Genetic susceptibility

The Human Genome Project (HGP) began in 1989 as an international scientific research project with a primary goal of determining the sequence of chemical base pairs that make up human DNA from both a physical and functional standpoint.[2] The essentially complete genome was published in April 2003, save for the highly repetitive sequences surrounding the centromere and telomere. This database of genes has, when possible, been used to link disease with relevant genes in the human genome. The arenaviruses are no exception.

The DAG1 gene, located at 3p21 for example, encodes for 2 dystroglycan proteins, alpha and beta. Alpha dystroglycan appears to be necessary for infection with viruses of the LCMV-Lassa complex and some New World arenaviruses (Oliveros and Latino) because null mutants were resistant to infection.

The transferrin receptor gene 1, located at 3q29 is a cell surface glycoprotein transferrin receptor that also appears to enhance susceptibility to infection with those of the Tacaribe virus complex.

Pathogenesis (in humans)

Little data are available regarding the pathogenesis of fatal LCM infection, but marked neuronal infection is seen in human encephalitis. In the case of arenavirus hemorrhagic fevers, pathogenesis likely results from direct viral infection of endothelial cells resulting in vascular dysfunction and shock. Immunopathologic events seem less likely, although as seen in most viral infections, high levels of circulating endogenous interferon-alpha and pro-inflammatory cytokines are present that may prove detrimental rather than beneficial in arenavirus infections.



United States

The number of cases of LCMV infection is unclear, but a number of clusters have been reported related to pet hamsters or laboratory animals. Recently, 3 fatal cases of infection with a virus similar to Whitewater Arroyo virus were reported in California.


Scattered outbreaks of Lassa fever in western Africa and South American hemorrhagic fever occur, representing local public health problems. Public health officials in nonendemic areas must remain vigilant for these infections because imported cases have been described, presumably due to person-to-person spread.[3]

A nosocomial outbreak of disease involving 5 patients, 4 of whom died, occurred in South Africa from September-October 2008 after the index patient was transferred there from Zambia for medical management. The source of infection was never determined, but a novel arenavirus determined by nucleotide sequencing and phylogenetic analysis, since named Lujo virus, was determined to be the cause.

In December 2003 and January 2004, a small number of hemorrhagic fever cases with classical presentation were reported in rural Bolivia. The virus was isolated from 2 of the patients and was identified as an arenavirus using polymerase chain reaction (PCR). Subsequent genome analysis showed it most closely related to Sabiá virus, but it was distinct enough to be anointed a new species named Chapare virus.
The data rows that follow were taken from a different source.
//! Collaborator contracts: adapter input, router and agent

use async_trait::async_trait;
use chrono::{DateTime, Utc};
use serde::{Deserialize, Serialize};

use crate::context::ContextSnapshot;
use crate::engagement::{EngagementDecision, Escalation};
use crate::error::Result;
use crate::message::Message;

/// Raw event handed over by an adapter
#[derive(Debug, Clone, PartialEq, Serialize, Deserialize)]
pub struct InboundEvent {
    /// Raw content text
    pub content: String,

    /// Whether the platform flagged the agent as addressed
    pub at_user: bool,

    /// Source or channel identifier
    pub source: String,

    /// Optional scope id within the source (e.g. group id)
    pub scope: Option<String>,

    /// Sender identity, if known
    pub sender: Option<String>,

    /// When the adapter received the event
    pub received_at: DateTime<Utc>,
}

impl InboundEvent {
    /// Create an unaddressed event received now
    pub fn new(content: impl Into<String>, source: impl Into<String>) -> Self {
        Self {
            content: content.into(),
            at_user: false,
            source: source.into(),
            scope: None,
            sender: None,
            received_at: Utc::now(),
        }
    }

    /// Set the addressed flag
    pub fn at_user(mut self, at_user: bool) -> Self {
        self.at_user = at_user;
        self
    }

    /// Set the scope id
    pub fn in_scope(mut self, scope: impl Into<String>) -> Self {
        self.scope = Some(scope.into());
        self
    }

    /// Set the sender
    pub fn from_sender(mut self, sender: impl Into<String>) -> Self {
        self.sender = Some(sender.into());
        self
    }

    /// Override the receive time
    pub fn received_at(mut self, at: DateTime<Utc>) -> Self {
        self.received_at = at;
        self
    }
}

/// `<prefix><name> [args]` command recognised by a router
#[derive(Debug, Clone, PartialEq, Eq, Serialize, Deserialize)]
pub struct StructuredCommand {
    /// Lower-cased command name
    pub name: String,

    /// Remaining text after the name
    pub args: String,
}

impl StructuredCommand {
    /// Parse `content` if it starts with `prefix` followed by a name
    pub fn parse(content: &str, prefix: &str) -> Option<Self> {
        if prefix.is_empty() {
            return None;
        }
        let rest = content.trim().strip_prefix(prefix)?;
        let mut parts = rest.splitn(2, char::is_whitespace);
        let name = parts.next().filter(|n| !n.is_empty())?;
        Some(Self {
            name: name.to_lowercase(),
            args: parts.next().unwrap_or("").trim().to_string(),
        })
    }
}

/// Router output
#[derive(Debug, Clone, PartialEq)]
pub struct Normalized {
    /// Normalized content text
    pub content: String,

    /// Whether the message is directed at the agent
    pub directed_at_agent: bool,

    /// Structured command, if one was recognised
    pub command: Option<StructuredCommand>,
}

/// Normalizes raw adapter events
#[async_trait]
pub trait Router: Send + Sync {
    /// Normalize content and classify whether it addresses the agent
    async fn normalize(&self, event: &InboundEvent) -> Result<Normalized>;

    /// Answer a structured command directly.
    ///
    /// `Ok(None)` lets the message continue through the pipeline.
    async fn handle_command(
        &self,
        _command: &StructuredCommand,
        _event: &InboundEvent,
    ) -> Result<Option<String>> {
        Ok(None)
    }
}

/// Trims content, recognises `prefix`-commands and answers `help`/`ping`
#[derive(Debug, Clone)]
pub struct DefaultRouter {
    prefix: String,
}

impl DefaultRouter {
    /// Create with a command prefix (empty disables commands)
    pub fn new(prefix: impl Into<String>) -> Self {
        Self {
            prefix: prefix.into(),
        }
    }

    fn help_text(&self) -> String {
        format!(
            "Commands:\n  {p}help  show this message\n  {p}ping  check that I'm listening",
            p = self.prefix
        )
    }
}

impl Default for DefaultRouter {
    fn default() -> Self {
        Self::new("/")
    }
}

#[async_trait]
impl Router for DefaultRouter {
    async fn normalize(&self, event: &InboundEvent) -> Result<Normalized> {
        let content = event.content.trim().to_string();
        let command = StructuredCommand::parse(&content, &self.prefix);

        Ok(Normalized {
            directed_at_agent: event.at_user || command.is_some(),
            content,
            command,
        })
    }

    async fn handle_command(
        &self,
        command: &StructuredCommand,
        _event: &InboundEvent,
    ) -> Result<Option<String>> {
        let reply = match command.name.as_str() {
            "help" => Some(self.help_text()),
            "ping" => Some("pong".to_string()),
            _ => None,
        };
        Ok(reply)
    }
}

/// Why the agent is being asked to reply
#[derive(Debug, Clone, Copy, PartialEq, Eq, Serialize, Deserialize)]
#[serde(rename_all = "lowercase")]
pub enum ReplyMode {
    /// The message addressed the agent
    Addressed,

    /// Related follow-up during an active Tense window
    Engaged,

    /// Heartbeat-triggered participation; declining is expected
    Spontaneous,
}

impl ReplyMode {
    /// Derive the mode from an engagement decision
    pub fn from_decision(decision: &EngagementDecision) -> Self {
        match decision.escalation {
            Escalation::Continue => ReplyMode::Engaged,
            Escalation::Spontaneous => ReplyMode::Spontaneous,
            Escalation::Mention | Escalation::Ignore => ReplyMode::Addressed,
        }
    }

    /// Stable name used in events
    pub fn as_str(&self) -> &'static str {
        match self {
            ReplyMode::Addressed => "addressed",
            ReplyMode::Engaged => "engaged",
            ReplyMode::Spontaneous => "spontaneous",
        }
    }
}

/// Input to an agent call
#[derive(Debug, Clone)]
pub struct AgentRequest {
    /// Message that triggered the call
    pub message: Message,

    /// Scope key
    pub scope: String,

    /// Window contents, oldest first, ending with `message`
    pub snapshot: ContextSnapshot,

    /// Why the agent is being asked
    pub mode: ReplyMode,
}

/// Agent answer
#[derive(Debug, Clone, PartialEq, Eq, Serialize, Deserialize)]
pub struct AgentReply {
    /// Reply text
    pub text: String,

    /// `false` means the agent chose not to speak
    pub should_reply: bool,
}

impl AgentReply {
    /// A reply to send
    pub fn reply(text: impl Into<String>) -> Self {
        Self {
            text: text.into(),
            should_reply: true,
        }
    }

    /// Decline to reply
    pub fn decline() -> Self {
        Self {
            text: String::new(),
            should_reply: false,
        }
    }
}

/// Language-model backed responder
#[async_trait]
pub trait Agent: Send + Sync {
    /// Produce a reply (or decline) for the request
    async fn respond(&self, request: &AgentRequest) -> Result<AgentReply>;
}
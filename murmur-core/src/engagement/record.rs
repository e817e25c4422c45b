//! Engagement record types

use chrono::{DateTime, Utc};
use serde::{Deserialize, Serialize};

/// How the current Tense window was entered
#[derive(Debug, Clone, Copy, PartialEq, Eq, Serialize, Deserialize)]
#[serde(rename_all = "lowercase")]
pub enum TenseOrigin {
    /// Explicit mention, fixed hold
    Mention,

    /// Spontaneous invocation, relevance-gated
    Spontaneous,
}

impl TenseOrigin {
    /// Stable storage name
    pub fn as_str(&self) -> &'static str {
        match self {
            TenseOrigin::Mention => "mention",
            TenseOrigin::Spontaneous => "spontaneous",
        }
    }

    /// Parse a storage name
    pub fn parse(value: &str) -> Option<Self> {
        match value {
            "mention" => Some(TenseOrigin::Mention),
            "spontaneous" => Some(TenseOrigin::Spontaneous),
            _ => None,
        }
    }
}

/// Observable phase of a scope's engagement
#[derive(Debug, Clone, Copy, PartialEq, Eq, Serialize, Deserialize)]
#[serde(rename_all = "lowercase")]
pub enum EngagementPhase {
    /// Heartbeat at zero, not tense
    Idle,

    /// Heartbeat above zero, not tense
    Warming,

    /// Primed to respond, hold timer running
    Tense,
}

impl std::fmt::Display for EngagementPhase {
    fn fmt(&self, f: &mut std::fmt::Formatter<'_>) -> std::fmt::Result {
        let name = match self {
            EngagementPhase::Idle => "idle",
            EngagementPhase::Warming => "warming",
            EngagementPhase::Tense => "tense",
        };
        f.write_str(name)
    }
}

/// Per-scope heartbeat/tension state
#[derive(Debug, Clone, PartialEq, Serialize, Deserialize)]
pub struct EngagementRecord {
    /// Propensity for spontaneous participation, within `[0, max_heartbeat]`
    pub heartbeat: f64,

    /// Whether the agent is primed to respond
    pub is_tense: bool,

    /// When the Tense window lapses; `None` whenever `is_tense` is false
    pub tense_expiry: Option<DateTime<Utc>>,

    /// How the Tense window was entered
    #[serde(default)]
    pub origin: Option<TenseOrigin>,

    /// Text follow-ups are judged related against
    #[serde(default)]
    pub focus: String,

    /// Last mutation time
    pub updated_at: DateTime<Utc>,
}

impl EngagementRecord {
    /// A fresh Idle record
    pub fn idle(at: DateTime<Utc>) -> Self {
        Self {
            heartbeat: 0.0,
            is_tense: false,
            tense_expiry: None,
            origin: None,
            focus: String::new(),
            updated_at: at,
        }
    }

    /// Current phase
    pub fn phase(&self) -> EngagementPhase {
        if self.is_tense {
            EngagementPhase::Tense
        } else if self.heartbeat > 0.0 {
            EngagementPhase::Warming
        } else {
            EngagementPhase::Idle
        }
    }

    /// Whether the Tense window has lapsed at `now`
    pub fn is_expired(&self, now: DateTime<Utc>) -> bool {
        self.is_tense && self.tense_expiry.is_some_and(|expiry| now >= expiry)
    }

    /// Drop back to Idle
    pub(crate) fn collapse(&mut self) {
        self.heartbeat = 0.0;
        self.is_tense = false;
        self.tense_expiry = None;
        self.origin = None;
        self.focus.clear();
    }
}

#[cfg(test)]
mod tests {
    use super::*;
    use chrono::Duration;

    #[test]
    fn test_phase() {
        let now = Utc::now();
        let mut record = EngagementRecord::idle(now);
        assert_eq!(record.phase(), EngagementPhase::Idle);

        record.heartbeat = 8.0;
        assert_eq!(record.phase(), EngagementPhase::Warming);

        record.is_tense = true;
        record.tense_expiry = Some(now + Duration::seconds(10));
        assert_eq!(record.phase(), EngagementPhase::Tense);
        assert!(!record.is_expired(now + Duration::seconds(9)));
        assert!(record.is_expired(now + Duration::seconds(10)));

        record.collapse();
        assert_eq!(record.phase(), EngagementPhase::Idle);
        assert!(record.tense_expiry.is_none());
    }

    #[test]
    fn test_origin_names() {
        for origin in [TenseOrigin::Mention, TenseOrigin::Spontaneous] {
            assert_eq!(TenseOrigin::parse(origin.as_str()), Some(origin));
        }
        assert_eq!(TenseOrigin::parse("bogus"), None);
    }
}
Arenaviruses persist in nature by infecting rodents, primarily through a one-virus, one-rodent species relationship. Arenaviruses are transmitted to humans through aerosolization of dried excreta, especially urine that has been deposited in the environment. The distribution of the host dictates the distribution of the virus, but with environmental change due global warming and human factors and with the contemporary ease of international travel, they may occur anywhere in the world.


Infection occurs wherever either of the 2 closely related species of the common house mouse (M musculus, M domesticus) exists. The areas include Europe, the Americas, Australia, and Japan. Human infection is more common in rural areas, where a higher rate of infection exists in mice. Sporadic human LCMV infections have autumn/winter predominance, when mice are more likely to seek human dwellings for shelter and food. The incubation period varies but most often ranges from 5-10 days, unless presenting with nervous system signs, then exposure likely occurred 2-3 weeks prior. Hamsters also can be infected and are more significant disease vectors in laboratory workers and pet owners.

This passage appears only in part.